新たに発足した「東急電鉄」の渡邊功社長(記者撮影)

田園都市線は全駅ホームドアがもうじき完了する。田園都市線は踏切がなく、ATO(自動列車運転装置)を導入すれば、理屈のうえでは自動運転が可能になる。これについて、渡邊社長は「大きな検討テーマ」としたうえで、「ベースとなるのは安全第一。効率性だけで判断することはしない」と話す。

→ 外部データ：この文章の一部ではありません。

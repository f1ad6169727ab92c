mod common;

use std::{sync::Arc, time::Duration};

use chrono::TimeDelta;
use tokio::sync::watch;

use common::{Harness, balance_of, harness, harness_with, money, open_account, start};
use engine::{
    Clock, CreateFuturePaymentCmd, EngineConfig, EntryKind, ErrorKind, ErrorPolicy,
    FUTURE_PAYMENT_CATEGORY, Frequency, PaymentOutcome, ScheduledBalanceCheck, Scheduler,
    SchedulerConfig, UpdateFuturePaymentCmd,
};

fn scheduler(h: &Harness, error_policy: ErrorPolicy) -> Scheduler {
    let clock: Arc<dyn Clock> = h.clock.clone();
    Scheduler::new(
        h.engine.clone(),
        clock,
        SchedulerConfig {
            interval: Duration::from_secs(3600),
            error_policy,
        },
    )
    .unwrap()
}

#[tokio::test]
async fn rolling_payment_applies_and_advances_from_its_schedule() {
    let h = harness().await;
    let account = open_account(&h.engine, "alice", "HSBC", "HKD", "50.00").await;
    let yesterday = start() - TimeDelta::days(1);

    h.clock.set(start() - TimeDelta::days(2));
    let payment = h
        .engine
        .create_future_payment(
            CreateFuturePaymentCmd::new("alice", account.id, "Salary", money("50.00"), "HKD", yesterday)
                .income(true)
                .rolling(Frequency::days(30).unwrap()),
        )
        .await
        .unwrap();
    h.clock.set(start());

    let report = scheduler(&h, ErrorPolicy::ContinueOnError)
        .run_once()
        .await
        .unwrap();
    assert_eq!(report.applied, vec![payment.id]);
    assert!(report.is_clean());

    assert_eq!(balance_of(&h.engine, &account).await, "100.00");
    let payments = h.engine.future_payments("alice").await.unwrap();
    assert_eq!(payments.len(), 1);
    assert_eq!(payments[0].scheduled_at, yesterday + TimeDelta::days(30));
    assert_eq!(payments[0].amount, payment.amount);
    assert_eq!(payments[0].frequency, payment.frequency);

    let entries = h
        .engine
        .entries("alice", EntryKind::Transaction)
        .await
        .unwrap();
    assert_eq!(entries.len(), 1);
    assert_eq!(entries[0].category, FUTURE_PAYMENT_CATEGORY);
    assert_eq!(entries[0].executed_at, yesterday);
    assert_eq!(entries[0].name.as_deref(), Some("Salary"));
}

#[tokio::test]
async fn one_off_payment_is_applied_exactly_once() {
    let h = harness().await;
    let account = open_account(&h.engine, "alice", "HSBC", "HKD", "50.00").await;
    let payment = h
        .engine
        .create_future_payment(CreateFuturePaymentCmd::new(
            "alice",
            account.id,
            "Insurance",
            money("20.00"),
            "HKD",
            start() + TimeDelta::hours(1),
        ))
        .await
        .unwrap();

    let scheduler = scheduler(&h, ErrorPolicy::ContinueOnError);
    let report = scheduler.run_once().await.unwrap();
    assert!(report.applied.is_empty(), "not due yet");

    h.clock.advance(TimeDelta::hours(2));
    let report = scheduler.run_once().await.unwrap();
    assert_eq!(report.applied, vec![payment.id]);
    assert_eq!(balance_of(&h.engine, &account).await, "30.00");
    assert!(h.engine.future_payments("alice").await.unwrap().is_empty());

    let report = scheduler.run_once().await.unwrap();
    assert!(report.applied.is_empty());
    assert_eq!(balance_of(&h.engine, &account).await, "30.00");

    let outcome = h
        .engine
        .execute_future_payment(payment.id, h.clock.now())
        .await
        .unwrap();
    assert_eq!(outcome, PaymentOutcome::Skipped);
}

#[tokio::test]
async fn overdue_rolling_payment_catches_up_one_period_per_pass() {
    let h = harness().await;
    let account = open_account(&h.engine, "alice", "HSBC", "HKD", "0").await;
    let first = start() + TimeDelta::days(1);
    h.engine
        .create_future_payment(
            CreateFuturePaymentCmd::new("alice", account.id, "Rent", money("10"), "HKD", first)
                .income(true)
                .rolling(Frequency::days(30).unwrap()),
        )
        .await
        .unwrap();

    h.clock.set(first + TimeDelta::days(65));
    let scheduler = scheduler(&h, ErrorPolicy::ContinueOnError);
    for _ in 0..3 {
        assert_eq!(scheduler.run_once().await.unwrap().applied.len(), 1);
    }
    assert!(scheduler.run_once().await.unwrap().applied.is_empty());

    assert_eq!(balance_of(&h.engine, &account).await, "30.00");
    let payments = h.engine.future_payments("alice").await.unwrap();
    assert_eq!(payments[0].scheduled_at, first + TimeDelta::days(90));
}

#[tokio::test]
async fn scheduled_payments_may_overdraw_by_default() {
    let h = harness().await;
    let account = open_account(&h.engine, "alice", "HSBC", "HKD", "10.00").await;
    h.engine
        .create_future_payment(CreateFuturePaymentCmd::new(
            "alice",
            account.id,
            "Tax",
            money("25.00"),
            "HKD",
            start() + TimeDelta::minutes(5),
        ))
        .await
        .unwrap();
    h.clock.advance(TimeDelta::hours(1));

    let report = scheduler(&h, ErrorPolicy::ContinueOnError)
        .run_once()
        .await
        .unwrap();
    assert_eq!(report.applied.len(), 1);
    assert_eq!(balance_of(&h.engine, &account).await, "-15.00");
}

async fn failing_then_succeeding(h: &Harness) -> (engine::Account, engine::Account) {
    let poor = open_account(&h.engine, "alice", "Poor", "HKD", "10.00").await;
    let rich = open_account(&h.engine, "alice", "Rich", "HKD", "0").await;
    h.engine
        .create_future_payment(CreateFuturePaymentCmd::new(
            "alice",
            poor.id,
            "Car",
            money("500"),
            "HKD",
            start() + TimeDelta::hours(1),
        ))
        .await
        .unwrap();
    h.engine
        .create_future_payment(
            CreateFuturePaymentCmd::new(
                "alice",
                rich.id,
                "Bonus",
                money("5"),
                "HKD",
                start() + TimeDelta::hours(2),
            )
            .income(true),
        )
        .await
        .unwrap();
    h.clock.advance(TimeDelta::hours(3));
    (poor, rich)
}

fn enforcing() -> EngineConfig {
    EngineConfig {
        scheduled_balance_check: ScheduledBalanceCheck::Enforce,
        ..EngineConfig::default()
    }
}

#[tokio::test]
async fn fail_fast_stops_the_pass() {
    let h = harness_with(enforcing()).await;
    let (poor, rich) = failing_then_succeeding(&h).await;

    let report = scheduler(&h, ErrorPolicy::FailFast)
        .run_once()
        .await
        .unwrap();
    assert!(report.aborted);
    assert!(report.applied.is_empty());
    assert_eq!(report.failed.len(), 1);
    assert_eq!(report.failed[0].1.kind(), ErrorKind::InsufficientBalance);

    assert_eq!(balance_of(&h.engine, &poor).await, "10.00");
    assert_eq!(balance_of(&h.engine, &rich).await, "0.00");
    assert_eq!(h.engine.future_payments("alice").await.unwrap().len(), 2);
}

#[tokio::test]
async fn continue_on_error_isolates_failures() {
    let h = harness_with(enforcing()).await;
    let (poor, rich) = failing_then_succeeding(&h).await;

    let report = scheduler(&h, ErrorPolicy::ContinueOnError)
        .run_once()
        .await
        .unwrap();
    assert!(!report.aborted);
    assert_eq!(report.applied.len(), 1);
    assert_eq!(report.failed.len(), 1);

    assert_eq!(balance_of(&h.engine, &poor).await, "10.00");
    assert_eq!(balance_of(&h.engine, &rich).await, "5.00");
    // The failed one-off payment stays due for the next pass.
    let remaining = h.engine.future_payments("alice").await.unwrap();
    assert_eq!(remaining.len(), 1);
    assert_eq!(remaining[0].name, "Car");
}

#[tokio::test]
async fn creation_rules() {
    let h = harness().await;
    let account = open_account(&h.engine, "alice", "HSBC", "HKD", "0").await;

    let past = CreateFuturePaymentCmd::new("alice", account.id, "Late", money("1"), "HKD", start());
    let err = h.engine.create_future_payment(past).await.unwrap_err();
    assert_eq!(err.kind(), ErrorKind::Validation);

    let mut rolling = CreateFuturePaymentCmd::new(
        "alice",
        account.id,
        "Gym",
        money("1"),
        "HKD",
        start() + TimeDelta::days(1),
    );
    rolling.is_rolling = true;
    let err = h.engine.create_future_payment(rolling).await.unwrap_err();
    assert_eq!(err.kind(), ErrorKind::Validation);

    let foreign = CreateFuturePaymentCmd::new(
        "bob",
        account.id,
        "Gym",
        money("1"),
        "HKD",
        start() + TimeDelta::days(1),
    );
    let err = h.engine.create_future_payment(foreign).await.unwrap_err();
    assert_eq!(err.kind(), ErrorKind::NotFound);
}

#[tokio::test]
async fn update_and_delete_respect_ownership() {
    let h = harness().await;
    let account = open_account(&h.engine, "alice", "HSBC", "HKD", "0").await;
    let payment = h
        .engine
        .create_future_payment(CreateFuturePaymentCmd::new(
            "alice",
            account.id,
            "Gym",
            money("30"),
            "HKD",
            start() + TimeDelta::days(1),
        ))
        .await
        .unwrap();

    let stolen = CreateFuturePaymentCmd::new(
        "bob",
        account.id,
        "Gym",
        money("1"),
        "HKD",
        start() + TimeDelta::days(1),
    );
    let err = h
        .engine
        .update_future_payment(UpdateFuturePaymentCmd::new(payment.id, stolen))
        .await
        .unwrap_err();
    assert_eq!(err.kind(), ErrorKind::NotFound);
    let err = h
        .engine
        .delete_future_payment(payment.id, "bob")
        .await
        .unwrap_err();
    assert_eq!(err.kind(), ErrorKind::NotFound);

    let updated = h
        .engine
        .update_future_payment(UpdateFuturePaymentCmd::new(
            payment.id,
            CreateFuturePaymentCmd::new(
                "alice",
                account.id,
                "Gym (annual)",
                money("300"),
                "HKD",
                start() + TimeDelta::days(7),
            )
            .rolling(Frequency::days(365).unwrap())
            .remarks("renews every June"),
        ))
        .await
        .unwrap();
    let stored = h.engine.future_payments("alice").await.unwrap();
    assert_eq!(stored, vec![updated]);
    assert!(stored[0].is_rolling);
    assert_eq!(stored[0].frequency.unwrap().describe().months, 12);

    h.engine
        .delete_future_payment(payment.id, "alice")
        .await
        .unwrap();
    assert!(h.engine.future_payments("alice").await.unwrap().is_empty());
}

#[tokio::test]
async fn run_loop_applies_due_payments_until_shutdown() {
    let h = harness().await;
    let account = open_account(&h.engine, "alice", "HSBC", "HKD", "0").await;
    h.engine
        .create_future_payment(
            CreateFuturePaymentCmd::new(
                "alice",
                account.id,
                "Refund",
                money("12.34"),
                "HKD",
                start() + TimeDelta::minutes(1),
            )
            .income(true),
        )
        .await
        .unwrap();
    h.clock.advance(TimeDelta::minutes(2));

    let (shutdown_tx, shutdown_rx) = watch::channel(false);
    let handle = tokio::spawn(scheduler(&h, ErrorPolicy::ContinueOnError).run(shutdown_rx));

    let mut applied = false;
    for _ in 0..200 {
        if balance_of(&h.engine, &account).await == "12.34" {
            applied = true;
            break;
        }
        tokio::time::sleep(Duration::from_millis(10)).await;
    }
    assert!(applied, "first pass runs immediately");

    shutdown_tx.send(true).unwrap();
    tokio::time::timeout(Duration::from_secs(5), handle)
        .await
        .unwrap()
        .unwrap();
}

#[tokio::test]
async fn zero_interval_is_rejected() {
    let h = harness().await;
    let clock: Arc<dyn Clock> = h.clock.clone();
    let err = Scheduler::new(
        h.engine.clone(),
        clock,
        SchedulerConfig {
            interval: Duration::ZERO,
            error_policy: ErrorPolicy::ContinueOnError,
        },
    )
    .unwrap_err();
    assert_eq!(err.kind(), ErrorKind::Validation);
}

#[tokio::test]
async fn update_may_move_a_payment_into_the_past() {
    let h = harness().await;
    let account = open_account(&h.engine, "alice", "HSBC", "HKD", "10.00").await;
    let payment = h
        .engine
        .create_future_payment(CreateFuturePaymentCmd::new(
            "alice",
            account.id,
            "Refund",
            money("5"),
            "HKD",
            start() + TimeDelta::days(3),
        ))
        .await
        .unwrap();

    let overdue = start() - TimeDelta::hours(1);
    let updated = h
        .engine
        .update_future_payment(UpdateFuturePaymentCmd::new(
            payment.id,
            CreateFuturePaymentCmd::new("alice", account.id, "Refund", money("5"), "HKD", overdue)
                .income(true),
        ))
        .await
        .unwrap();
    assert_eq!(updated.scheduled_at, overdue);

    let report = scheduler(&h, ErrorPolicy::ContinueOnError)
        .run_once()
        .await
        .unwrap();
    assert_eq!(report.applied, vec![payment.id]);
    assert_eq!(balance_of(&h.engine, &account).await, "15.00");
    assert!(h.engine.future_payments("alice").await.unwrap().is_empty());
}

むしろ、渡邊社長が田園都市線の技術革新として考えているのは「次世代保安装置」の導入である。次世代保安装置とは、CBTC(無線式列車制御システム)。列車の位置を正確に把握することによって、従来よりも列車間隔を短くすることができる。つまり、混雑時間帯における電車の運行本数が増えるため、輸送力が増強され混雑緩和につながる。その導入時期については、「発表できる段階にはないが、メドは立っている」(渡邊社長)。現在「検証を行なっている」といい、自動運転よりも早く導入される可能性は高そうだ。CBTCが導入されれば混雑緩和への決定打となるかもしれない。

渋谷駅の改良は「時間がかかる」

田園都市線には渋谷駅地下ホームを改良・拡充する計画がある。東急電鉄の親会社・東急の髙橋和夫社長は、2018年9月10日付記事「東急社長が語る田園都市線混雑解消の『秘策』」で同計画について言及している。

「渋谷駅はホームが混雑し乗客の乗り降りに50秒程度かかっている。そのため後続電車が駅の手前で待たなくてはならず、列車が遅延する。これが輸送量の減少につながっている。ホームの数を増やせば、2つの番線から交互に発着できるようになり列車の本数を増やせる」と髙橋社長は述べている。

つまり、渋谷駅ホームの改良・拡充によって遅延解消だけでなく、運行本数が増えることで、混雑緩和にもつながるという。ただし、渡邊社長は「喫緊の課題だと認識しているが、取り組みには時間がかかる」としており、長期的な取り組みとなりそうだ。